When Justin pulled into the family driveway and got out of his car, one of the carjackers jumped out of his own vehicle and yelled at Justin, whose back was turned, “Freeze, motherf- – – er!” It was exactly what Justin had expected. Justin spun about and emptied the contents of his .45 into the carjacker. The carjacker’s partners sped away as fast as their car would take them, leaving their good buddy very dead on my friend’s front lawn.
Not long after Justin had sent the carjacker to the great salvage yard in the sky, I read of an off-duty police officer who had a similar encounter. On his way home and wearing plainclothes, he stopped to make a phone call. While he stood talking to his wife on an outdoor public phone, two muggers rushed up to him. One of them brandished a gun and said: “Your wallet!” Instead of pulling out his wallet, the cop drew a gun and sent the mugger to the morgue.
The Los Angeles Times noted that the mugger certainly picked on the wrong person. This is the same Los Angeles Times that regularly editorializes against an armed citizenry and has never seen a gun law that it did not like. Somehow, the newspaper thinks that disarming peaceable, law-abiding citizens will affect criminal behavior for the better. Disarming peaceable, law-abiding citizens will affect criminal behavior—but for the worse. Criminals will be emboldened because their chances of picking on the wrong person will be dramatically reduced. Shouldn’t the opposite be the case? Shouldn’t every person be the wrong person or, at least, potentially the wrong person?
Grandstanding politicians love to rail against the gun.

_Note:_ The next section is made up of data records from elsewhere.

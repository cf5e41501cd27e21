// External imports
use futures_util::stream::{self, Stream, StreamExt};
use serde::{Deserialize, Serialize};
use std::future::Future;
use std::sync::Arc;
use std::time::Duration;

// Internal imports
use super::rolling_state::{BufferState, RollingPredictionState};
use crate::constants::TARGET_COLUMN;
use crate::error::{ForecastError, Result};
use crate::minute::step_4_model_serialization::ModelArtifact;

pub const WARMING_UP: &str = "warming up";

/// A single price observation from a live source
#[derive(Debug, Clone, Copy, PartialEq, Serialize, Deserialize)]
pub struct Observation {
    pub time: i64,
    pub value: f64,
}

/// What one tick produced
#[derive(Debug, Clone, PartialEq, Serialize, Deserialize)]
#[serde(untagged)]
pub enum LiveEvent {
    Prediction { time: i64, prediction: f64 },
    WarmingUp { time: i64, status: String },
}

impl LiveEvent {
    fn warming_up(time: i64) -> Self {
        Self::WarmingUp {
            time,
            status: WARMING_UP.to_string(),
        }
    }

    pub fn time(&self) -> i64 {
        match self {
            Self::Prediction { time, .. } | Self::WarmingUp { time, .. } => *time,
        }
    }
}

/// Owns the rolling state of one stream and a shared read-only artifact
#[derive(Debug)]
pub struct LivePredictor {
    artifact: Arc<ModelArtifact>,
    state: RollingPredictionState,
}

impl LivePredictor {
    /// Fails with `FeatureMismatch` when the artifact was not trained on the
    /// close lags this predictor assembles.
    pub fn new(artifact: Arc<ModelArtifact>) -> Result<Self> {
        if artifact.lag_count == 0 {
            return Err(ForecastError::FeatureMismatch {
                expected: artifact.feature_names.clone(),
                actual: vec![],
            });
        }
        let state = RollingPredictionState::new(TARGET_COLUMN, artifact.lag_count)?;
        artifact.check_features(state.feature_names())?;
        Ok(Self { artifact, state })
    }

    pub fn state(&self) -> BufferState {
        self.state.state()
    }

    /// Push one observation and predict once the buffer is full
    pub fn observe(&mut self, observation: Observation) -> Result<LiveEvent> {
        self.state.push(observation.value);
        match self.state.features() {
            None => {
                log::debug!(
                    "Warming up: {}/{} observations",
                    self.state.buffer().len(),
                    self.state.buffer().capacity()
                );
                Ok(LiveEvent::warming_up(observation.time))
            }
            Some(features) => {
                let prediction = self
                    .artifact
                    .predict_named(self.state.feature_names(), &features)?;
                Ok(LiveEvent::Prediction {
                    time: observation.time,
                    prediction,
                })
            }
        }
    }
}

/// One event per observation pulled from `observations`.
///
/// The stream ends when the source ends or after yielding the first error,
/// whether it came from the source or from inference. Dropping the stream
/// stops pulling.
pub fn live_predictions<S>(observations: S, predictor: LivePredictor) -> impl Stream<Item = Result<LiveEvent>>
where
    S: Stream<Item = Result<Observation>>,
{
    let source = Box::pin(observations);
    stream::unfold(Some((source, predictor)), |state| async move {
        let (mut source, mut predictor) = state?;
        match source.next().await? {
            Ok(observation) => match predictor.observe(observation) {
                Ok(event) => Some((Ok(event), Some((source, predictor)))),
                Err(e) => Some((Err(e), None)),
            },
            Err(e) => {
                log::warn!("Live source failed: {}", e);
                Some((Err(e), None))
            }
        }
    })
}

/// Observations pulled by `fetch` once per tick, sleeping `interval` before each
pub fn interval_source<F, Fut>(interval: Duration, fetch: F) -> impl Stream<Item = Result<Observation>>
where
    F: FnMut() -> Fut,
    Fut: Future<Output = Result<Observation>>,
{
    stream::unfold(fetch, move |mut fetch| async move {
        tokio::time::sleep(interval).await;
        let observation = fetch().await;
        Some((observation, fetch))
    })
}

Inanimate objects are good targets to beat up on. That way, politicians do not have to address the real problems in our society. We pay a price for this craven misdirection, though, in thousands of murders, muggings, rapes, robberies, and burglaries.
Yet that is not the greatest danger we face. The Founding Fathers knew that governments could turn criminal. That is the principal reason they wanted every man armed: An armed citizenry militates against the development of tyranny. The Founding Fathers did not want every man armed in order to shoot a burglar, although they had nothing against doing so. The Founding Fathers did not want every man armed in order to shoot Bambi or Thumper, although they had nothing against doing so. The Founding Fathers wanted every man armed in order to shoot soldiers or police of tyrannical regimes who suppress the rights of free men.
When governments become criminal, they disarm the populace. Then the numbers of deaths reach the tens of thousands, the hundreds of thousands, the millions. Can’t happen? Ask the Irish and the Scots, or the Armenians, the Ukrainians, the Jews, the Chinese, the Cambodians.
In the Marine Corps, I was trained never to surrender my weapon. It was good advice then, and it is good advice now. I shall put my faith not in the good will of governments but in an armed citizenry—a band of brothers—steeped in the ideology of the Founding Fathers and the spirit of Patrick Henry, who said: “Is life so dear or peace so sweet as to be purchased at the price of slavery and chains. I know not what course others may take, but as for me, give me liberty or give me death.”